When a poisoning is suspected, mycologists begin with morphology: the mushroom’s color, gill structure, the presence of a cortina, spore print color, and ecological factors such as the trees or soil nearby. If the specimen is degraded or ambiguous, DNA analysis of the mushroom tissue can often provide a definitive identification, though that requires a specialized laboratory and time.

Chemical analysis for specific toxins—such as orellanine—can be performed in some reference laboratories using chromatographic techniques. Those assays are helpful for confirming a diagnosis, but their limited availability means that clinical and epidemiological data frequently drive initial treatment decisions. Public health agencies often coordinate these investigations, especially when multiple people are affected.

Public health measures and reporting

Mushroom poisonings that cause serious illness are reportable in many jurisdictions. Public health officials may investigate to identify the species involved, discover the source, and issue warnings to the local community. In regions where dangerous species are common, education campaigns—flyers, talks, social media posts—help raise awareness during peak foraging seasons.

Reporting also helps scientists track patterns, such as whether a warming climate is changing the distribution of certain fungi or whether foraging trends are placing more people at risk. That surveillance can lead to targeted outreach in communities with high rates of wild mushroom consumption.

Myths, misunderstandings, and the truth about mushroom safety

Common myths persist: that cooking always destroys mushroom toxins; that old, insect-damaged, or “fishy-smelling” mushrooms are safe; or that certain animals’ ability to eat a fungus means it’s safe for humans. None of these beliefs are reliable. Many toxins are heat-stable, and species-specific sensitivities differ between animals and humans.

Another persistent myth is that a single distinguishing feature will warn you away from all poisonous species. In reality, identification relies on a suite of characters, experienced judgment, and sometimes laboratory work. The only consistent safeguard is expertise and caution.

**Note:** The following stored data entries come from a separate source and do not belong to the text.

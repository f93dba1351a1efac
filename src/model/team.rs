use crate::analysis::strategy::Style;
use crate::error::AppError;
use crate::model::champion::{Catalog, Position};
use serde::{Deserialize, Serialize};
use std::collections::BTreeMap;
use std::fmt;
use std::ops::{Index, IndexMut};
use tracing::warn;

pub const TEAM_SIZE: usize = 5;

#[derive(Debug, Clone, Copy, PartialEq, Eq, Hash, PartialOrd, Ord, Serialize, Deserialize)]
#[serde(rename_all = "lowercase")]
pub enum Side {
    Blue,
    Red,
}

impl Side {
    pub const BOTH: [Side; 2] = [Side::Blue, Side::Red];

    pub fn opponent(self) -> Side {
        match self {
            Side::Blue => Side::Red,
            Side::Red => Side::Blue,
        }
    }

    /// Convert a blue-side win percentage into this side's perspective.
    pub fn perspective(self, blue_win: f64) -> f64 {
        match self {
            Side::Blue => blue_win,
            Side::Red => 100.0 - blue_win,
        }
    }

    pub fn parse(raw: &str) -> Option<Self> {
        match raw.trim().to_lowercase().as_str() {
            "blue" => Some(Side::Blue),
            "red" => Some(Side::Red),
            _ => None,
        }
    }
}

impl fmt::Display for Side {
    fn fmt(&self, f: &mut fmt::Formatter<'_>) -> fmt::Result {
        match self {
            Side::Blue => f.write_str("BLUE"),
            Side::Red => f.write_str("RED"),
        }
    }
}

/// One value per side.
#[derive(Debug, Clone, Copy, Default, PartialEq, Eq, Serialize)]
pub struct PerSide<T> {
    pub blue: T,
    pub red: T,
}

impl<T> PerSide<T> {
    pub fn new(blue: T, red: T) -> Self {
        PerSide { blue, red }
    }

    pub fn from_fn(mut f: impl FnMut(Side) -> T) -> Self {
        PerSide {
            blue: f(Side::Blue),
            red: f(Side::Red),
        }
    }
}

impl<T> Index<Side> for PerSide<T> {
    type Output = T;

    fn index(&self, side: Side) -> &T {
        match side {
            Side::Blue => &self.blue,
            Side::Red => &self.red,
        }
    }
}

impl<T> IndexMut<Side> for PerSide<T> {
    fn index_mut(&mut self, side: Side) -> &mut T {
        match side {
            Side::Blue => &mut self.blue,
            Side::Red => &mut self.red,
        }
    }
}

/// Bans and picks of one side in one game. Pick slots follow draft order,
/// not lane role.
#[derive(Debug, Clone, Default, PartialEq, Eq, Serialize, Deserialize)]
pub struct TeamSlate {
    pub bans: [Option<String>; TEAM_SIZE],
    pub picks: [Option<String>; TEAM_SIZE],
}

impl TeamSlate {
    pub fn picked_keys(&self) -> Vec<&str> {
        self.picks.iter().flatten().map(String::as_str).collect()
    }

    pub fn banned_keys(&self) -> Vec<&str> {
        self.bans.iter().flatten().map(String::as_str).collect()
    }

    pub fn has_picked(&self, key: &str) -> bool {
        self.picks.iter().flatten().any(|k| k == key)
    }

    pub fn contains(&self, key: &str) -> bool {
        self.has_picked(key) || self.bans.iter().flatten().any(|k| k == key)
    }

    pub fn first_open_pick(&self) -> Option<usize> {
        self.picks.iter().position(Option::is_none)
    }
}

#[derive(Debug, Clone, PartialEq, Serialize)]
pub struct Player {
    pub nick: String,
    /// Catalog keys, resolved when the roster is loaded.
    pub signature: Vec<String>,
}

impl Player {
    pub fn has_signature(&self, key: &str) -> bool {
        self.signature.iter().any(|k| k == key)
    }
}

/// A team's preferred style and its rostered player per role.
#[derive(Debug, Clone, PartialEq, Serialize)]
pub struct OrgProfile {
    pub id: String,
    pub name: String,
    pub style: Style,
    pub roster: BTreeMap<Position, Player>,
}

impl OrgProfile {
    pub fn player_at(&self, position: Position) -> Option<&Player> {
        self.roster.get(&position)
    }
}

#[derive(Debug, Deserialize)]
struct RawPlayer {
    nick: String,
    #[serde(default)]
    signature: Vec<String>,
}

#[derive(Debug, Deserialize)]
struct RawOrgProfile {
    id: String,
    name: String,
    #[serde(default)]
    style: Option<String>,
    #[serde(default)]
    roster: BTreeMap<String, RawPlayer>,
}

/// Parse a JSON array of org profiles, resolving signature champion names to
/// catalog keys once. Unknown roles and names are dropped with a warning.
pub fn load_org_profiles(content: &str, catalog: &Catalog) -> Result<Vec<OrgProfile>, AppError> {
    let raw: Vec<RawOrgProfile> = serde_json::from_str(content)
        .map_err(|e| AppError::JsonError(format!("Failed to parse team profiles: {}", e)))?;

    let profiles = raw
        .into_iter()
        .map(|team| {
            let style = match team.style.as_deref() {
                None => Style::General,
                Some(s) => Style::parse(s).unwrap_or_else(|| {
                    warn!(team = %team.id, style = s, "unknown team style, using General");
                    Style::General
                }),
            };
            let mut roster = BTreeMap::new();
            for (role, player) in team.roster {
                let Some(position) = Position::parse(&role) else {
                    warn!(team = %team.id, role = %role, "unknown roster role");
                    continue;
                };
                let signature = player
                    .signature
                    .iter()
                    .filter_map(|name| {
                        let key = catalog.resolve(name);
                        if key.is_none() {
                            warn!(team = %team.id, player = %player.nick, champion = %name, "unresolved signature champion");
                        }
                        key.map(str::to_string)
                    })
                    .collect();
                roster.insert(
                    position,
                    Player {
                        nick: player.nick,
                        signature,
                    },
                );
            }
            OrgProfile {
                id: team.id,
                name: team.name,
                style,
                roster,
            }
        })
        .collect();
    Ok(profiles)
}

#[cfg(test)]
mod tests {
    use super::*;
    use crate::test_support::demo_catalog;

    #[test]
    fn test_perspective_flips_for_red() {
        assert_eq!(Side::Blue.perspective(62.5), 62.5);
        assert_eq!(Side::Red.perspective(62.5), 37.5);
        assert_eq!(Side::Red.opponent(), Side::Blue);
    }

    #[test]
    fn test_slate_queries() {
        let mut slate = TeamSlate::default();
        slate.picks[0] = Some("Ahri".to_string());
        slate.bans[2] = Some("Zed".to_string());
        assert_eq!(slate.picked_keys(), vec!["Ahri"]);
        assert!(slate.contains("Zed"));
        assert!(!slate.has_picked("Zed"));
        assert_eq!(slate.first_open_pick(), Some(1));
    }

    #[test]
    fn test_load_org_profiles_resolves_signatures() {
        let catalog = demo_catalog();
        let content = r#"[{
            "id": "t1", "name": "Test One", "style": "Late",
            "roster": {
                "JNG": { "nick": "Woods", "signature": ["Lee Sin", "Nobody"] },
                "BENCH": { "nick": "Sub" }
            }
        }]"#;
        let profiles = load_org_profiles(content, &catalog).unwrap();
        assert_eq!(profiles.len(), 1);
        let team = &profiles[0];
        assert_eq!(team.style, Style::Late);
        assert_eq!(team.roster.len(), 1);
        let jungler = team.player_at(Position::Jungle).unwrap();
        assert_eq!(jungler.signature, vec!["LeeSin".to_string()]);
        assert!(jungler.has_signature("LeeSin"));
    }

    #[test]
    fn test_bundled_team_file_loads() {
        let catalog = demo_catalog();
        let profiles = load_org_profiles(include_str!("../../data/teams.json"), &catalog).unwrap();
        assert_eq!(profiles.len(), 8);
        for team in &profiles {
            assert_eq!(team.roster.len(), 5);
            for player in team.roster.values() {
                assert_eq!(player.signature.len(), 2, "{} lost a signature", player.nick);
            }
        }
    }
}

Resources: where to get help and more information

If you need immediate advice after a potential mushroom exposure in the United States, contact Poison Control at 1-800-222-1222. International readers should look up their local poison control numbers. Mycological societies, university extension services, and regional public health departments are good sources for identification help and safe foraging guidelines.

For clinicians, toxicology references and regional poison control centers provide up-to-date management protocols. Many hospital laboratories can perform the essential tests to monitor kidney function, but specialized toxin assays usually require referral to reference labs or public health agencies.

When transplant becomes part of the story

For patients who do not recover kidney function, transplantation is a life-changing option. Before transplantation, clinicians typically observe a period to confirm that kidney failure is permanent and not a prolonged but reversible injury. When approved, transplantation restores kidney function and quality of life, although it brings its own lifelong requirements such as immunosuppression and monitoring.

Transplants after toxin-related kidney failure generally have similar outcomes to those for other causes of end-stage renal disease, provided the patient is otherwise healthy. The decision is individualized and made in consultation with nephrologists, transplant surgeons, and the patient.

Final thoughts on a wary curiosity

Foraging connects people to the land and can be a deeply rewarding hobby, but it carries real risk when identification is uncertain. The mushrooms that cause delayed kidney failure are a sobering example: a pleasant meal can be followed days later by a medical emergency that affects the rest of a life. Respect, knowledge, and a conservative approach to wild fungi protect both appetite and kidneys.

If you ever suspect exposure, act promptly. Preserve a specimen, seek medical evaluation, and keep an open line with local poison control and mycologists. The delayed nature of these poisonings makes vigilance essential—early suspicion and supportive care give the best chance for recovery and reduce the risk of lasting harm.